L’élaboration de normes mondiales est selon l’IATA « sous-jacente à tout scénario de rétablissement de la connectivité aérienne », afin que les exigences d’un pays en particulier puissent être satisfaites par les voyageurs provenant d’autres territoires. Les normes mondiales en cours d’élaboration incluent :

  • Certificats de vaccination : l’OMS dirige les efforts en vue d’établir les normes nécessaires à l’enregistrement numérique des informations sur la vaccination, qui seront critiques pour le rétablissement des voyages internationaux. Le certificat de vaccination intelligent sera le successeur numérique du « livret jaune » utilisé depuis longtemps pour gérer les vaccins, comme celui de la fièvre jaune.
  • Cadre mondial pour l’administration des tests : l’OCDE pose les fondations d’un cadre mondial susceptible d’aider les gouvernements à se fier aux données de test en se basant sur la reconnaissance mutuelle des résultats. L’urgence d’un tel cadre a été démontrée lors de la suspension récente des vols entre les ÉAU et le Danemark en raison des inquiétudes concernant le régime de test des ÉAU. Un cadre ayant la confiance de tous évitera aux voyageurs d’être pris entre deux feux lorsque des gouvernements ne reconnaissent pas les régimes de test entre eux. La standardisation des certificats de test est également essentielle.
  • Justificatifs de voyage numériques (DTC) : l’OACI a publié des normes pour la création de DTC à partir des passeports numériques.

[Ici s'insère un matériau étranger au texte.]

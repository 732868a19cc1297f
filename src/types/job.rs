// src/types/job.rs
//! Job wire types (backend JSON, snake_case) and the normalized client
//! model. Normalization is a pure, total mapping: unknown enum strings
//! become `Unknown`, missing optionals become defaults. Nothing outside
//! this boundary touches raw wire fields.

use serde::{Deserialize, Serialize};

// ===== Wire types =====

#[derive(Debug, Clone, Serialize, Deserialize)]
pub struct ApiJobSource {
    pub platform: String,
    pub job_posting_id: String,
    pub url: String,
}

#[derive(Debug, Clone, Serialize, Deserialize)]
pub struct ApiSalary {
    #[serde(default)]
    pub min: Option<u64>,
    #[serde(default)]
    pub max: Option<u64>,
    #[serde(default)]
    pub currency: Option<String>,
    #[serde(default)]
    pub period: Option<String>,
}

#[derive(Debug, Clone, Serialize, Deserialize)]
pub struct ApiJob {
    pub _id: String,
    #[serde(default)]
    pub dedup_key: String,
    pub job_title: String,
    pub company_name_normalized: String,
    #[serde(default)]
    pub job_location: String,
    #[serde(default)]
    pub city: String,
    #[serde(default)]
    pub state: String,
    #[serde(default)]
    pub country: String,
    #[serde(default)]
    pub job_description: String,
    #[serde(default)]
    pub employment_type: EmploymentType,
    #[serde(default)]
    pub work_arrangement: WorkArrangement,
    #[serde(default)]
    pub apply_link: String,
    #[serde(default)]
    pub sources: Vec<ApiJobSource>,
    #[serde(default)]
    pub salary: Option<ApiSalary>,
    #[serde(default)]
    pub match_score: Option<f64>,
    #[serde(default)]
    pub created_at: String,
    #[serde(default)]
    pub updated_at: String,
}

#[derive(Debug, Clone, Serialize, Deserialize)]
pub struct ApiJobsMeta {
    #[serde(default)]
    pub total: u64,
    #[serde(default = "default_page")]
    pub page: u32,
    #[serde(default = "default_limit")]
    pub limit: u32,
    #[serde(rename = "totalPages", default)]
    pub total_pages: u32,
}

fn default_page() -> u32 {
    1
}

fn default_limit() -> u32 {
    10
}

/// List endpoint envelope: `{ data: [...], meta: {...} }`.
#[derive(Debug, Clone, Serialize, Deserialize)]
pub struct ApiJobsResponse {
    pub data: Vec<ApiJob>,
    pub meta: ApiJobsMeta,
}

/// Single-item envelope: `{ data: {...} }`.
#[derive(Debug, Clone, Serialize, Deserialize)]
pub struct ApiJobResponse {
    pub data: ApiJob,
}

// ===== Model types =====

#[derive(Debug, Clone, Copy, Default, PartialEq, Eq, Hash, Serialize, Deserialize)]
#[serde(rename_all = "snake_case")]
pub enum EmploymentType {
    FullTime,
    PartTime,
    Contract,
    Casual,
    Temporary,
    #[default]
    #[serde(other)]
    Unknown,
}

impl EmploymentType {
    pub fn label(&self) -> &'static str {
        match self {
            EmploymentType::FullTime => "Full Time",
            EmploymentType::PartTime => "Part Time",
            EmploymentType::Contract => "Contract",
            EmploymentType::Casual => "Casual",
            EmploymentType::Temporary => "Temporary",
            EmploymentType::Unknown => "Unknown",
        }
    }

    /// Wire value used in query parameters.
    pub fn as_str(&self) -> &'static str {
        match self {
            EmploymentType::FullTime => "full_time",
            EmploymentType::PartTime => "part_time",
            EmploymentType::Contract => "contract",
            EmploymentType::Casual => "casual",
            EmploymentType::Temporary => "temporary",
            EmploymentType::Unknown => "unknown",
        }
    }

    pub fn parse(value: &str) -> Option<Self> {
        match value {
            "full_time" => Some(EmploymentType::FullTime),
            "part_time" => Some(EmploymentType::PartTime),
            "contract" => Some(EmploymentType::Contract),
            "casual" => Some(EmploymentType::Casual),
            "temporary" => Some(EmploymentType::Temporary),
            _ => None,
        }
    }
}

#[derive(Debug, Clone, Copy, Default, PartialEq, Eq, Hash, Serialize, Deserialize)]
#[serde(rename_all = "snake_case")]
pub enum WorkArrangement {
    Onsite,
    Hybrid,
    Remote,
    #[default]
    #[serde(other)]
    Unknown,
}

impl WorkArrangement {
    pub fn label(&self) -> &'static str {
        match self {
            WorkArrangement::Onsite => "Onsite",
            WorkArrangement::Hybrid => "Hybrid",
            WorkArrangement::Remote => "Remote",
            WorkArrangement::Unknown => "Unknown",
        }
    }

    pub fn as_str(&self) -> &'static str {
        match self {
            WorkArrangement::Onsite => "onsite",
            WorkArrangement::Hybrid => "hybrid",
            WorkArrangement::Remote => "remote",
            WorkArrangement::Unknown => "unknown",
        }
    }

    pub fn parse(value: &str) -> Option<Self> {
        match value {
            "onsite" => Some(WorkArrangement::Onsite),
            "hybrid" => Some(WorkArrangement::Hybrid),
            "remote" => Some(WorkArrangement::Remote),
            _ => None,
        }
    }
}

#[derive(Debug, Clone, PartialEq, Eq)]
pub struct JobSource {
    pub platform: String,
    pub job_id: String,
    pub url: String,
}

/// Structured pay range. Either bound may be absent.
#[derive(Debug, Clone, Default, PartialEq)]
pub struct Salary {
    pub min: Option<u64>,
    pub max: Option<u64>,
    pub currency: String,
    pub period: SalaryPeriod,
}

#[derive(Debug, Clone, Copy, Default, PartialEq, Eq)]
pub enum SalaryPeriod {
    Hour,
    Day,
    Month,
    #[default]
    Year,
}

impl SalaryPeriod {
    pub fn suffix(&self) -> &'static str {
        match self {
            SalaryPeriod::Hour => "/hour",
            SalaryPeriod::Day => "/day",
            SalaryPeriod::Month => "/month",
            SalaryPeriod::Year => "/year",
        }
    }

    fn parse(value: &str) -> Self {
        match value {
            "hour" => SalaryPeriod::Hour,
            "day" => SalaryPeriod::Day,
            "month" => SalaryPeriod::Month,
            _ => SalaryPeriod::Year,
        }
    }
}

#[derive(Debug, Clone)]
pub struct Job {
    pub id: String,
    pub title: String,
    pub company: String,
    pub location: String,
    pub city: String,
    pub state: String,
    pub country: String,
    pub description: String,
    pub employment_type: EmploymentType,
    pub work_arrangement: WorkArrangement,
    pub apply_link: String,
    pub sources: Vec<JobSource>,
    pub salary: Option<Salary>,
    pub match_score: Option<f64>,
    pub created_at: String,
    pub updated_at: String,
}

impl From<ApiJob> for Job {
    fn from(api: ApiJob) -> Self {
        Self {
            id: api._id,
            title: api.job_title,
            company: api.company_name_normalized,
            location: api.job_location,
            city: api.city,
            state: api.state,
            country: api.country,
            description: api.job_description,
            employment_type: api.employment_type,
            work_arrangement: api.work_arrangement,
            apply_link: api.apply_link,
            sources: api
                .sources
                .into_iter()
                .map(|s| JobSource {
                    platform: s.platform,
                    job_id: s.job_posting_id,
                    url: s.url,
                })
                .collect(),
            salary: api.salary.map(|s| Salary {
                min: s.min,
                max: s.max,
                currency: s.currency.unwrap_or_else(|| "AUD".to_string()),
                period: s
                    .period
                    .as_deref()
                    .map(SalaryPeriod::parse)
                    .unwrap_or_default(),
            }),
            match_score: api.match_score,
            created_at: api.created_at,
            updated_at: api.updated_at,
        }
    }
}

/// One fetched page of jobs plus pagination metadata, replaced wholesale
/// on every fetch.
#[derive(Debug, Clone)]
pub struct JobsPage {
    pub jobs: Vec<Job>,
    pub total: u64,
    pub page: u32,
    pub limit: u32,
    pub total_pages: u32,
}

impl From<ApiJobsResponse> for JobsPage {
    fn from(response: ApiJobsResponse) -> Self {
        let meta = response.meta;
        Self {
            jobs: response.data.into_iter().map(Job::from).collect(),
            total: meta.total,
            page: meta.page.max(1),
            limit: meta.limit.max(1),
            // Kept at >= 1 even for an empty result, so pager math never
            // sees a zero denominator.
            total_pages: meta.total_pages.max(1),
        }
    }
}

#[cfg(test)]
mod tests {
    use super::*;

    fn sample_wire_job() -> serde_json::Value {
        serde_json::json!({
            "_id": "66f0a1",
            "dedup_key": "acme-rust-dev-sydney",
            "job_title": "Rust Developer",
            "company_name_normalized": "Acme Pty Ltd",
            "job_location": "Sydney, NSW",
            "city": "Sydney",
            "state": "NSW",
            "country": "Australia",
            "job_description": "Build things.",
            "employment_type": "full_time",
            "work_arrangement": "hybrid",
            "apply_link": "https://apply.example.com/1",
            "sources": [
                {"platform": "seek", "job_posting_id": "s-1", "url": "https://seek.example/1"}
            ],
            "created_at": "2026-08-01T00:00:00Z",
            "updated_at": "2026-08-02T00:00:00Z"
        })
    }

    #[test]
    fn test_normalize_job() {
        let api: ApiJob = serde_json::from_value(sample_wire_job()).unwrap();
        let job = Job::from(api);
        assert_eq!(job.id, "66f0a1");
        assert_eq!(job.title, "Rust Developer");
        assert_eq!(job.company, "Acme Pty Ltd");
        assert_eq!(job.employment_type, EmploymentType::FullTime);
        assert_eq!(job.work_arrangement, WorkArrangement::Hybrid);
        assert_eq!(job.sources.len(), 1);
        assert_eq!(job.sources[0].job_id, "s-1");
        assert!(job.salary.is_none());
        assert!(job.match_score.is_none());
    }

    #[test]
    fn test_unknown_enum_values_are_total() {
        let mut value = sample_wire_job();
        value["employment_type"] = "gig_economy".into();
        value["work_arrangement"] = "asteroid".into();
        let api: ApiJob = serde_json::from_value(value).unwrap();
        assert_eq!(api.employment_type, EmploymentType::Unknown);
        assert_eq!(api.work_arrangement, WorkArrangement::Unknown);
        assert_eq!(api.employment_type.label(), "Unknown");
    }

    #[test]
    fn test_missing_optional_fields_default() {
        let value = serde_json::json!({
            "_id": "1",
            "job_title": "T",
            "company_name_normalized": "C"
        });
        let api: ApiJob = serde_json::from_value(value).unwrap();
        let job = Job::from(api);
        assert_eq!(job.location, "");
        assert!(job.sources.is_empty());
        assert_eq!(job.employment_type, EmploymentType::Unknown);
    }

    #[test]
    fn test_salary_wire_defaults() {
        let mut value = sample_wire_job();
        value["salary"] = serde_json::json!({"min": 90000, "period": "year"});
        value["match_score"] = serde_json::json!(0.82);
        let api: ApiJob = serde_json::from_value(value).unwrap();
        let job = Job::from(api);
        let salary = job.salary.unwrap();
        assert_eq!(salary.min, Some(90000));
        assert_eq!(salary.max, None);
        assert_eq!(salary.currency, "AUD");
        assert_eq!(salary.period, SalaryPeriod::Year);
        assert_eq!(job.match_score, Some(0.82));
    }

    #[test]
    fn test_jobs_page_total_pages_floor() {
        let response = ApiJobsResponse {
            data: vec![],
            meta: ApiJobsMeta {
                total: 0,
                page: 1,
                limit: 10,
                total_pages: 0,
            },
        };
        let page = JobsPage::from(response);
        assert_eq!(page.total, 0);
        assert_eq!(page.total_pages, 1);
    }

    #[test]
    fn test_list_envelope_parses() {
        let raw = serde_json::json!({
            "data": [sample_wire_job()],
            "meta": {"total": 42, "page": 2, "limit": 10, "totalPages": 5}
        });
        let response: ApiJobsResponse = serde_json::from_value(raw).unwrap();
        let page = JobsPage::from(response);
        assert_eq!(page.jobs.len(), 1);
        assert_eq!(page.page, 2);
        assert_eq!(page.total_pages, 5);
    }
}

En plus de permettre des voyages sans contact comme le recommandent les lignes directrices de l’équipe CART de l’OACI, ces justificatifs sont une composante essentielle permettant de lier numériquement le voyageur à ses certificats de vaccination et de test. La norme existe et le défi consiste maintenant à la mettre en œuvre.

« Comme nous l’avons vu, les décisions unilatérales des gouvernements sont très efficaces pour éliminer la mobilité mondiale. Le rétablissement de la liberté de voyager, toutefois, n’est possible qu’avec la coopération. Les gouvernements constatent déjà à quel point ce sera difficile, en l’absence de normes mondiales relatives aux vaccins et aux tests. Cela fait ressortir l’urgence des travaux essentiels réalisés par l’OMS, l’OCDE et l’OACI. L’IATA participe à ces initiatives et elle est prête à aider les gouvernements à les mettre en œuvre », selon M. de Juniac

Pour le dirigeant de l’IATA, « nous pouvons voir la lumière au bout du tunnel à mesure que les programmes de vaccination sont déployés. Pour que cette vision se transforme en redémarrage sûr et ordonné, il faut une planification et une coordination minutieuses de la part des gouvernements et de l’industrie. Cela représente un défi alors que la priorité pour les semaines et les mois à venir sera d’endiguer la propagation des nouveaux variants. Mais même avec l’aggravation de la crise, il est important de préparer la reprise des vols lorsque la situation épidémiologique le permettra. La compréhension des critères politiques des gouvernements et l’adoption des normes mondiales nécessaires au retour à la normale dans le domaine des voyages feront en sorte que le transport aérien soit bien préparé et qu’il ne devienne pas un vecteur considérable de réimportation. Les compagnies aériennes sont disposées à soutenir les gouvernements dans cette tâche », conclut Alexandre de Juniac.